What to do:
Would you return, word for word, the lines of the data below from the line with "let data = self" through the line with "let list = match", and no others?

Dataset records:

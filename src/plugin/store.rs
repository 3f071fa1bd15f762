use crate::{
    host::{Host, HostError},
    plugin::notify::NotificationPublisher,
};
use std::{error::Error, fmt};

const KEY_SUFFIX: &str = "-block-list";

/// Storage key of an owner's block list.
///
/// The suffix is fixed, so distinct owners always map to distinct keys.
#[derive(Clone, Debug, PartialEq, Eq, Hash)]
pub struct BlockListKey(String);

impl BlockListKey {
    pub fn new(owner: &str) -> Self {
        Self(format!("{}{}", owner, KEY_SUFFIX))
    }

    pub fn as_str(&self) -> &str {
        &self.0
    }
}

impl fmt::Display for BlockListKey {
    fn fmt(&self, out: &mut fmt::Formatter) -> fmt::Result {
        out.write_str(&self.0)
    }
}

/// Reads and writes block lists as JSON arrays in the host key/value store.
#[derive(Clone)]
pub struct SilencerStore<H> {
    host: H,
    publisher: NotificationPublisher<H>,
}

impl<H: Host> SilencerStore<H> {
    pub fn new(host: H) -> Self {
        let publisher = NotificationPublisher::new(host.clone());
        Self { host, publisher }
    }

    /// Returns the owner's list, empty if nothing was ever stored.
    ///
    /// A successful read is published when `notify` is set.
    pub async fn read(&self, owner: &str, notify: bool) -> Result<Vec<String>, StoreError> {
        let key = BlockListKey::new(owner);
        let data = self
            .host
            .kv_get(key.as_str())
            .await
            .map_err(|source| StoreError::Read { source, key: key.clone() })?;
        let list = match data {
            Some(data) => serde_json::from_slice(&data).map_err(|source| StoreError::Decode { source, key })?,
            None => {
                log::debug!("No block list stored for {}", owner);
                Vec::new()
            }
        };
        if notify {
            self.publisher.publish(owner, &list);
        }
        Ok(list)
    }

    pub async fn write(&self, owner: &str, list: &[String]) -> Result<(), StoreError> {
        let key = BlockListKey::new(owner);
        let data = serde_json::to_vec(list).map_err(StoreError::Encode)?;
        self.host
            .kv_set(key.as_str(), data)
            .await
            .map_err(|source| StoreError::Persist { source, key })?;
        self.publisher.publish(owner, list);
        Ok(())
    }
}

#[derive(Debug)]
pub enum StoreError {
    Decode { source: serde_json::Error, key: BlockListKey },
    Encode(serde_json::Error),
    Persist { source: HostError, key: BlockListKey },
    Read { source: HostError, key: BlockListKey },
}

impl fmt::Display for StoreError {
    fn fmt(&self, out: &mut fmt::Formatter) -> fmt::Result {
        use self::StoreError::*;
        match self {
            Decode { source, .. } => write!(out, "Unable to read kv: {}", source),
            Encode(err) => write!(out, "Unable to encode list: {}", err),
            Persist { source, .. } => write!(out, "Unable to save: {}", source),
            Read { source, .. } => write!(out, "Unable to read kv: {}", source),
        }
    }
}

impl Error for StoreError {
    fn source(&self) -> Option<&(dyn Error + 'static)> {
        use self::StoreError::*;
        Some(match self {
            Decode { source, .. } => source,
            Encode(err) => err,
            Persist { source, .. } => source,
            Read { source, .. } => source,
        })
    }
}

#[cfg(test)]
mod tests {
    use super::*;
    use crate::host::MemoryHost;
    use serde_json::json;

    fn store() -> (MemoryHost, SilencerStore<MemoryHost>) {
        let host = MemoryHost::new();
        (host.clone(), SilencerStore::new(host))
    }

    #[test]
    fn key_format() {
        assert_eq!(BlockListKey::new("u1").as_str(), "u1-block-list");
        assert_ne!(BlockListKey::new("a"), BlockListKey::new("a-"));
    }

    #[tokio::test]
    async fn missing_key_reads_as_empty() {
        let (host, store) = store();
        assert_eq!(store.read("u1", true).await.unwrap(), Vec::<String>::new());
        assert_eq!(host.raw("u1-block-list"), None);
        assert_eq!(host.events()[0].payload, json!({ "list": [] }));
    }

    #[tokio::test]
    async fn write_then_read() {
        let (host, store) = store();
        let list = vec![String::from("bob"), String::from("carol")];
        store.write("u1", &list).await.unwrap();
        assert_eq!(host.raw("u1-block-list").unwrap(), br#"["bob","carol"]"#.to_vec());
        assert_eq!(store.read("u1", false).await.unwrap(), list);
        assert_eq!(host.events().len(), 1);
    }

    #[tokio::test]
    async fn malformed_value_is_a_decode_error() {
        let (host, store) = store();
        host.put_raw("u1-block-list", b"not json".to_vec());
        let err = store.read("u1", true).await.unwrap_err();
        assert!(matches!(err, StoreError::Decode { .. }));
        assert!(host.events().is_empty());
        assert_eq!(host.raw("u1-block-list").unwrap(), b"not json".to_vec());
    }

    #[tokio::test]
    async fn array_of_non_strings_is_a_decode_error() {
        let (host, store) = store();
        host.put_raw("u1-block-list", b"[1, 2]".to_vec());
        assert!(matches!(
            store.read("u1", true).await,
            Err(StoreError::Decode { .. })
        ));
    }

    #[tokio::test]
    async fn failed_write_does_not_notify() {
        let (host, store) = store();
        host.fail_writes(true);
        let err = store.write("u1", &[String::from("bob")]).await.unwrap_err();
        assert!(matches!(err, StoreError::Persist { .. }));
        assert!(err.to_string().starts_with("Unable to save"));
        assert!(host.events().is_empty());
    }

    #[tokio::test]
    async fn failed_read_is_reported() {
        let (host, store) = store();
        host.fail_reads(true);
        assert!(matches!(store.read("u1", true).await, Err(StoreError::Read { .. })));
        assert!(host.events().is_empty());
    }
}
use crate::host::{Broadcast, Host};
use serde_json::json;

pub const LIST_CHANGED_EVENT: &str = "silencer_list_changed";

/// Pushes the current block list to the owner's connected clients.
#[derive(Clone)]
pub struct NotificationPublisher<H> {
    host: H,
}

impl<H: Host> NotificationPublisher<H> {
    pub fn new(host: H) -> Self {
        Self { host }
    }

    pub fn publish(&self, owner: &str, list: &[String]) {
        log::debug!("Publishing {} for {}: {:?}", LIST_CHANGED_EVENT, owner, list);
        self.host
            .publish(LIST_CHANGED_EVENT, json!({ "list": list }), Broadcast::user(owner));
    }
}
use crate::{
    config::{SettingsError, SettingsSlot},
    host::{CommandSpec, Host, HostError},
    plugin::handler::{unknown_command_text, CommandHandler, Subcommand},
};
use std::{error::Error, fmt};

const COMMAND_DESCRIPTION: &str = "Toggles silencing of users.";

/// Reply to a command; always shown to the invoking user only.
#[derive(Clone, Debug, PartialEq, Eq)]
pub struct CommandResponse {
    pub text: String,
}

impl CommandResponse {
    fn ephemeral<T: Into<String>>(text: T) -> Self {
        Self { text: text.into() }
    }
}

/// Entry point of the plugin: registers the trigger and dispatches raw command text.
#[derive(Clone)]
pub struct CommandRouter<H> {
    host: H,
    settings: SettingsSlot,
    handler: CommandHandler<H>,
}

impl<H: Host> CommandRouter<H> {
    pub fn new(host: H, settings: SettingsSlot) -> Self {
        let handler = CommandHandler::new(host.clone());
        Self {
            host,
            settings,
            handler,
        }
    }

    pub fn settings(&self) -> &SettingsSlot {
        &self.settings
    }

    pub async fn activate(&self) -> Result<(), ActivateError> {
        let settings = self.settings.load();
        settings.validate().map_err(ActivateError::InvalidSettings)?;
        self.host
            .register_command(CommandSpec {
                trigger: settings.trigger.clone(),
                auto_complete: true,
                auto_complete_desc: String::from(COMMAND_DESCRIPTION),
            })
            .await
            .map_err(|source| ActivateError::Register {
                source,
                trigger: settings.trigger.clone(),
            })?;
        log::info!("Registered /{} command", settings.trigger);
        Ok(())
    }

    /// Handles `raw` (e.g. `/silencer @bob`) sent by `user_id`.
    ///
    /// Only the first token after the trigger is looked at.
    pub async fn execute(&self, user_id: &str, raw: &str) -> CommandResponse {
        let settings = self.settings.load();
        let mut fields = raw.split_whitespace();
        let trigger = fields.next().map(|token| token.strip_prefix('/').unwrap_or(token));
        if trigger != Some(settings.trigger.as_str()) {
            return CommandResponse::ephemeral(unknown_command_text(raw));
        }
        let subcommand = Subcommand::parse(fields.next());
        log::debug!("Got /{} {:?} from {}", settings.trigger, subcommand, user_id);
        CommandResponse::ephemeral(self.handler.execute(user_id, &subcommand, &settings).await)
    }
}

#[derive(Debug)]
pub enum ActivateError {
    InvalidSettings(SettingsError),
    Register { source: HostError, trigger: String },
}

impl fmt::Display for ActivateError {
    fn fmt(&self, out: &mut fmt::Formatter) -> fmt::Result {
        use self::ActivateError::*;
        match self {
            InvalidSettings(err) => write!(out, "Invalid silencer settings: {}", err),
            Register { source, trigger } => write!(out, "Failed to register {} command: {}", trigger, source),
        }
    }
}

impl Error for ActivateError {
    fn source(&self) -> Option<&(dyn Error + 'static)> {
        use self::ActivateError::*;
        Some(match self {
            InvalidSettings(err) => err,
            Register { source, .. } => source,
        })
    }
}

#[cfg(test)]
mod tests {
    use super::*;
    use crate::{config::PluginSettings, host::MemoryHost};

    fn router() -> (MemoryHost, CommandRouter<MemoryHost>) {
        let host = MemoryHost::new().with_user("u-alice", "alice").with_user("u-bob", "bob");
        (host.clone(), CommandRouter::new(host, SettingsSlot::default()))
    }

    #[tokio::test]
    async fn activate_registers_single_command() {
        let (host, router) = router();
        router.activate().await.unwrap();
        assert_eq!(
            host.commands(),
            vec![CommandSpec {
                trigger: String::from("silencer"),
                auto_complete: true,
                auto_complete_desc: String::from("Toggles silencing of users."),
            }]
        );
    }

    #[tokio::test]
    async fn activate_rejects_invalid_settings() {
        let host = MemoryHost::new();
        let settings = SettingsSlot::new(PluginSettings {
            trigger: String::from("two words"),
            ..PluginSettings::default()
        });
        let router = CommandRouter::new(host.clone(), settings);
        assert!(matches!(
            router.activate().await,
            Err(ActivateError::InvalidSettings(_))
        ));
        assert!(host.commands().is_empty());
    }

    #[tokio::test]
    async fn foreign_trigger_is_unknown() {
        let (host, router) = router();
        let response = router.execute("u-alice", "/mute @bob").await;
        assert_eq!(response.text, "Unknown command: /mute @bob");
        assert!(host.events().is_empty());
    }

    #[tokio::test]
    async fn empty_input_is_unknown() {
        let (_, router) = router();
        assert_eq!(router.execute("u-alice", "   ").await.text, "Unknown command:    ");
    }

    #[tokio::test]
    async fn trigger_without_slash_is_accepted() {
        let (_, router) = router();
        let response = router.execute("u-alice", "silencer help").await;
        assert!(response.text.starts_with("###### User Silencer"));
    }

    #[tokio::test]
    async fn extra_tokens_are_ignored() {
        let (host, router) = router();
        let response = router.execute("u-alice", "/silencer  @bob @alice trailing").await;
        assert_eq!(response.text, "@alice asked @bob to be quiet");
        assert_eq!(host.raw("u-alice-block-list").unwrap(), br#"["bob"]"#.to_vec());
    }

    #[tokio::test]
    async fn unbalanced_quote_is_echoed_verbatim() {
        let (_, router) = router();
        let response = router.execute("u-alice", "/silencer don't").await;
        assert_eq!(response.text, "Unknown command: don't");
        let response = router.execute("u-alice", "/silencer \"foo bar\"").await;
        assert_eq!(response.text, "Unknown command: \"foo");
    }

    #[tokio::test]
    async fn unknown_subcommand_is_echoed() {
        let (_, router) = router();
        let response = router.execute("u-alice", "/silencer foo").await;
        assert!(response.text.contains("foo"));
    }
}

Answer for the task:
        let data = self
            .host
            .kv_get(key.as_str())
            .await
            .map_err(|source| StoreError::Read { source, key: key.clone() })?;
        let list = match data {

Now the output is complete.